Eran las 11:32 cuando Johnny aparcó su Cadillac en Madison Avenue, junto a la esquina con la calle 124, y bajó esta andando hasta la escalera privada que llevaba a su club en la segunda planta.
El nombre Tía Juana estaba estampado en el entrepaño superior de la negra puerta de acero.
Tocó con suavidad el timbre a la derecha del pomo de la puerta una sola vez, y un ojo apareció inmediatamente en la mirilla que había dentro de la letra u en la palabra Juana. La puerta se abrió, dando paso a la cocina de un apartamento de tres habitaciones.

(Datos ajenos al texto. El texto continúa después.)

//! Tests for the BrowserShell reducer: every UI action, the address field,
//! and persistence after each mutation.

use bonzi_browser::app::{BrowserShell, ShellAction};
use bonzi_browser::database::{KeyValueStore, MemoryStore};
use bonzi_browser::managers::persistence::{BOOKMARKS_KEY, HISTORY_KEY};
use bonzi_browser::types::errors::{ShellError, StorageError, TabError};
use bonzi_browser::types::settings::ShellConfig;

fn setup() -> (BrowserShell, MemoryStore) {
    let store = MemoryStore::new();
    let shell = BrowserShell::new(&ShellConfig::default(), Box::new(store.clone()));
    (shell, store)
}

/// Store whose writes always fail.
struct ReadOnlyStore;

impl KeyValueStore for ReadOnlyStore {
    fn get(&self, _key: &str) -> Result<Option<String>, StorageError> {
        Ok(None)
    }

    fn set(&mut self, _key: &str, _value: &str) -> Result<(), StorageError> {
        Err(StorageError::Io("read-only".to_string()))
    }
}

#[test]
fn test_initial_state() {
    let (shell, _) = setup();
    assert_eq!(shell.tabs().len(), 1);
    assert_eq!(shell.active_tab().unwrap().url, "https://example.com");
    assert_eq!(shell.address(), "https://example.com");
    assert!(shell.bookmarks().is_empty());
    assert!(shell.history().is_empty());
}

#[test]
fn test_navigate_scenario() {
    let (mut shell, _) = setup();
    shell.navigate("https://a.com").unwrap();
    assert_eq!(shell.active_tab().unwrap().url, "https://a.com");
    assert_eq!(shell.history(), ["https://a.com"]);
    assert_eq!(shell.address(), "https://a.com");
}

#[test]
fn test_add_tab_twice_scenario() {
    let (mut shell, _) = setup();
    let a = shell.add_tab();
    let b = shell.add_tab();
    assert_eq!(shell.tabs().len(), 3);
    assert_ne!(a, b);
    assert_eq!(shell.active_tab_id(), b);
}

#[test]
fn test_add_tab_resets_address() {
    let (mut shell, _) = setup();
    shell.dispatch(ShellAction::EditAddress("typing...".into())).unwrap();
    shell.dispatch(ShellAction::AddTab).unwrap();
    assert_eq!(shell.address(), "https://example.com");
}

#[test]
fn test_select_tab_syncs_address_without_history() {
    let (mut shell, _) = setup();
    shell.navigate("https://a.com").unwrap();
    shell.add_tab();
    shell.dispatch(ShellAction::SelectTab(1)).unwrap();

    assert_eq!(shell.active_tab_id(), 1);
    assert_eq!(shell.address(), "https://a.com");
    assert_eq!(shell.history().len(), 1);
}

#[test]
fn test_close_active_tab_syncs_address_to_first_remaining() {
    let (mut shell, _) = setup();
    shell.navigate("https://a.com").unwrap();
    let b = shell.add_tab();
    shell.dispatch(ShellAction::CloseTab(b)).unwrap();

    assert_eq!(shell.active_tab_id(), 1);
    assert_eq!(shell.address(), "https://a.com");
}

#[test]
fn test_close_inactive_tab_leaves_address() {
    let (mut shell, _) = setup();
    let b = shell.add_tab();
    shell.dispatch(ShellAction::EditAddress("draft".into())).unwrap();
    shell.dispatch(ShellAction::CloseTab(1)).unwrap();

    assert_eq!(shell.active_tab_id(), b);
    assert_eq!(shell.address(), "draft");
}

#[test]
fn test_close_last_tab_opens_default_tab() {
    let (mut shell, _) = setup();
    shell.navigate("https://a.com").unwrap();
    shell.dispatch(ShellAction::CloseTab(1)).unwrap();

    assert_eq!(shell.tabs().len(), 1);
    let active = shell.active_tab().unwrap();
    assert_ne!(active.id, 1);
    assert_eq!(active.url, "https://example.com");
    assert_eq!(shell.address(), "https://example.com");
}

#[test]
fn test_unknown_tab_is_reported() {
    let (mut shell, _) = setup();
    let err = shell.dispatch(ShellAction::SelectTab(9)).unwrap_err();
    assert!(matches!(err, ShellError::Tab(TabError::NotFound(9))));
}

#[test]
fn test_go_navigates_to_address_text() {
    let (mut shell, _) = setup();
    shell.dispatch(ShellAction::EditAddress("https://b.com".into())).unwrap();
    shell.dispatch(ShellAction::Go).unwrap();
    assert_eq!(shell.active_tab().unwrap().url, "https://b.com");
    assert_eq!(shell.history(), ["https://b.com"]);
}

#[test]
fn test_go_accepts_any_text() {
    let (mut shell, _) = setup();
    shell.dispatch(ShellAction::EditAddress(String::new())).unwrap();
    shell.dispatch(ShellAction::Go).unwrap();
    assert_eq!(shell.active_tab().unwrap().url, "");
    assert_eq!(shell.history(), [""]);
}

#[test]
fn test_toggle_bookmark_uses_address_text() {
    let (mut shell, _) = setup();
    shell.dispatch(ShellAction::ToggleBookmark).unwrap();
    assert_eq!(shell.bookmarks(), ["https://example.com"]);
    assert!(shell.view().bookmarked);

    shell.dispatch(ShellAction::ToggleBookmark).unwrap();
    assert!(shell.bookmarks().is_empty());
    assert!(!shell.view().bookmarked);
}

#[test]
fn test_clicking_bookmark_navigates() {
    let (mut shell, _) = setup();
    shell.toggle_bookmark("https://saved.com").unwrap();
    shell.dispatch(ShellAction::Navigate("https://saved.com".into())).unwrap();
    assert_eq!(shell.active_tab().unwrap().url, "https://saved.com");
    assert_eq!(shell.history().last().map(String::as_str), Some("https://saved.com"));
}

#[test]
fn test_mutations_are_persisted() {
    let (mut shell, store) = setup();
    shell.navigate("https://a.com").unwrap();
    shell.navigate("https://a.com").unwrap();
    shell.toggle_bookmark("https://a.com").unwrap();

    assert_eq!(
        store.get(HISTORY_KEY).unwrap().as_deref(),
        Some(r#"["https://a.com","https://a.com"]"#)
    );
    assert_eq!(store.get(BOOKMARKS_KEY).unwrap().as_deref(), Some(r#"["https://a.com"]"#));
}

#[test]
fn test_tab_actions_do_not_touch_storage() {
    let (mut shell, store) = setup();
    shell.add_tab();
    shell.dispatch(ShellAction::SelectTab(1)).unwrap();
    shell.dispatch(ShellAction::EditAddress("x".into())).unwrap();
    assert!(store.get(HISTORY_KEY).unwrap().is_none());
    assert!(store.get(BOOKMARKS_KEY).unwrap().is_none());
}

#[test]
fn test_restart_reloads_bookmarks_and_history() {
    let (mut shell, store) = setup();
    shell.navigate("https://a.com").unwrap();
    shell.navigate("https://b.com").unwrap();
    shell.toggle_bookmark("https://b.com").unwrap();

    let reloaded = BrowserShell::new(&ShellConfig::default(), Box::new(store));
    assert_eq!(reloaded.history(), ["https://a.com", "https://b.com"]);
    assert_eq!(reloaded.bookmarks(), ["https://b.com"]);
    // Tabs are not persisted.
    assert_eq!(reloaded.tabs().len(), 1);
    assert_eq!(reloaded.active_tab().unwrap().url, "https://example.com");
}

#[test]
fn test_failed_write_keeps_state_and_reports() {
    let mut shell = BrowserShell::new(&ShellConfig::default(), Box::new(ReadOnlyStore));
    let err = shell.navigate("https://a.com").unwrap_err();
    assert!(matches!(err, ShellError::Storage(_)));
    assert_eq!(shell.history(), ["https://a.com"]);
    assert_eq!(shell.active_tab().unwrap().url, "https://a.com");

    assert!(shell.toggle_bookmark("https://a.com").is_err());
    assert_eq!(shell.bookmarks(), ["https://a.com"]);
}

#[test]
fn test_configured_default_url() {
    let config = ShellConfig {
        default_url: "about:blank".into(),
        ..ShellConfig::default()
    };
    let mut shell = BrowserShell::new(&config, Box::new(MemoryStore::new()));
    assert_eq!(shell.address(), "about:blank");
    shell.add_tab();
    assert_eq!(shell.active_tab().unwrap().url, "about:blank");
}

#[test]
fn test_view_snapshot() {
    let (mut shell, _) = setup();
    shell.navigate("https://a.com").unwrap();
    let b = shell.add_tab();

    let view = shell.view();
    assert_eq!(view.active_id, b);
    assert_eq!(view.tabs.len(), 2);
    assert_eq!(view.tabs[0].label, "Tab 1");
    assert!(!view.tabs[0].active);
    assert!(view.tabs[1].active);
    assert_eq!(view.frame_url.as_deref(), Some("https://example.com"));
    assert_eq!(view.history, vec!["https://a.com".to_string()]);
}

Un hombre de piel café, calvo, flaco y con modales suaves que vestía unos pantalones caquis almidonados y un polo morado descolorido dijo:
—Qué mala suerte, Johnny, dos muertes seguidas.
—Sí —respondió Johnny—. ¿Cómo va la partida, Nubby?
Nubby encajó el muñón acolchado de su brazo izquierdo, seccionado a la altura de la muñeca, en la palma de su mano derecha y dijo:
—Sin problemas. La está llevando Kid Nickels.
—¿Quién va ganando?
—No lo he visto. He estado en Yonkers recogiendo apuestas para las carreras de trotones de esta noche.
Johnny se había bañado, afeitado y cambiado a un traje de seda verde claro y una camisa de crepé rosa.
Sonó el teléfono, y Nubby alargó la mano para coger el auricular del aparato de uso público que había en la pared, pero Johnny dijo:
—Yo lo cojo.
Mamie Pullen llamaba para preguntar cómo se encontraba Dulcy.
—Está hecha polvo —respondió Johnny—. La he dejado con Alamena.
—¿Tú cómo estás, hijo? —preguntó Mamie.
—Vivo y coleando —dijo Johnny—. Vete a dormir y no te preocupes por nosotros.
Cuando colgó, Nubby le dijo:
—Se te ve rendido, jefe. Por qué no echas un vistazo por aquí y luego regresas al nido. Nosotros tres deberíamos ser rapaces de llevar esto por una noche.
Johnny se encaminó a su oficina sin responder. Estaba instalada en el dormitorio más cercano a la calle de los dos situados a la izquierda de la cocina. En ella había un buró anticuado, una pequeña mesa redonda, seis sillas y una caja fuerte. La habitación del otro lado, equipada con una gran mesa de pino, se utilizaba como una sala de juego auxiliar.
Johnny colgó con cuidado su chaqueta verde en un perchero de pared junto al buró, abrió la caja fuerte y sacó un fajo de billetes sujeto con cinta de papel marrón sobre la que aparecía escrito: «$1.000».
Pasada la cocina había un cuarto de baño, y después el pasillo se extendía hasta una gran habitación exterior del ancho del apartamento con una triple ventana salediza con vistas a Madison Avenue. Las ventanas estaban cerradas y las cortinas echadas.
Había nueve jugadores sentados alrededor de una gran mesa redonda, tapizada con fieltro y cubierta por una manchada lona color canela, en el centro de la habitación. Estaban jugando a un juego de cartas llamado Georgia Skin.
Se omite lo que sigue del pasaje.